Monday, 13 February 2012 04:00

This is the third of 10 challenges for you to consider embracing to create a new year that is more productive for yourself as well as for those around you.  I have borrowed ideas from a book I read last year, The First 90 Days: Critical Success Stories for New Leaders by Michael Watkins.

Read previous challenge articles:
First Challenge – Promote yourself
Second Challenge – Accelerate Your Learning

Third Challenge – Match Strategy to Situation

Arriving at your desired destination always has to start with a clear picture of where it is you are currently standing.  If you don’t take the time, and allow yourself to be completely honest in clarifying your current situation, it is impossible to identify the right strategies to improve your circumstances, let alone achieve the ideal situation.

It is only with this honesty that you can clearly see both the challenges and opportunities that lie ahead of you. This also provides you with the ability to clearly identify which resources and strategies will be required to achieve your new reality.

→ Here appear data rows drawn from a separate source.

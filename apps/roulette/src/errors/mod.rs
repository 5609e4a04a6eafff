//! Error handling for the roulette session core.

pub mod domain;
pub mod error_code;

pub use domain::{DomainError, ValidationKind};
pub use error_code::ErrorCode;
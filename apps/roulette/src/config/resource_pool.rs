//! Built-in global resource pool.

use crate::domain::ResourceId;

pub const DEFAULT_RESOURCE_POOL: [&str; 40] = [
    "Aatrox", "Ahri", "Akali", "Alistar", "Amumu", "Annie", "Ashe", "Blitzcrank", "Braum",
    "Caitlyn", "Darius", "Diana", "Ekko", "Ezreal", "Fiora", "Garen", "Graves", "Irelia",
    "Janna", "Jarvan IV", "Jax", "Jinx", "Kaisa", "Karma", "LeeSin", "Leona", "Lux", "Malphite",
    "MissFortune", "Morgana", "Nami", "Orianna", "Sett", "Sylas", "Thresh", "Vi", "Viktor",
    "Xayah", "Yasuo", "Zed",
];

pub fn default_pool() -> Vec<ResourceId> {
    DEFAULT_RESOURCE_POOL.iter().map(ResourceId::new).collect()
}

/// Parse a comma-separated pool, dropping blanks and repeats (first wins).
pub fn parse_pool(raw: &str) -> Vec<ResourceId> {
    let mut pool: Vec<ResourceId> = Vec::new();
    for id in raw.split(',').filter_map(ResourceId::parse) {
        if !pool.contains(&id) {
            pool.push(id);
        }
    }
    pool
}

When we’re aware of what the typical challenges and opportunities are that often accompany a transition, it makes them much easier to recognize, and in turn, much easier to create a plan to either mitigate the impact or embrace the potential. Let’s take a look at what those areas are that we need to carefully evaluate when making a transition.

Typical Challenges

  1. Behaviors no longer contribute to high performance - Look for these behaviors and either modify them or eliminate them.
  2. Change is not seen as necessary - You and everyone involved have to be convinced that change is necessary. Do not move forward until this has been addressed (some people may get left behind).
  3. Commitment to the new reality - You and everyone on the team must refocus all of your efforts on a new desired outcome. You will have to remind and recommit yourself and your team to your new destination on a regular basis.

Typical Opportunities

  1. Areas of strength - There are significant areas of strength within yourself and your team members on which to draw. Identify what they are and utilize them to the fullest extent possible.
  2. The positive side of change - The right people want to continue to see themselves as successful and will do what’s necessary to get there. The definition of success may change but you (and others, if applicable) will adjust accordingly.

Acceleration Checklist as suggested in The First 90 Days (paraphrased in places)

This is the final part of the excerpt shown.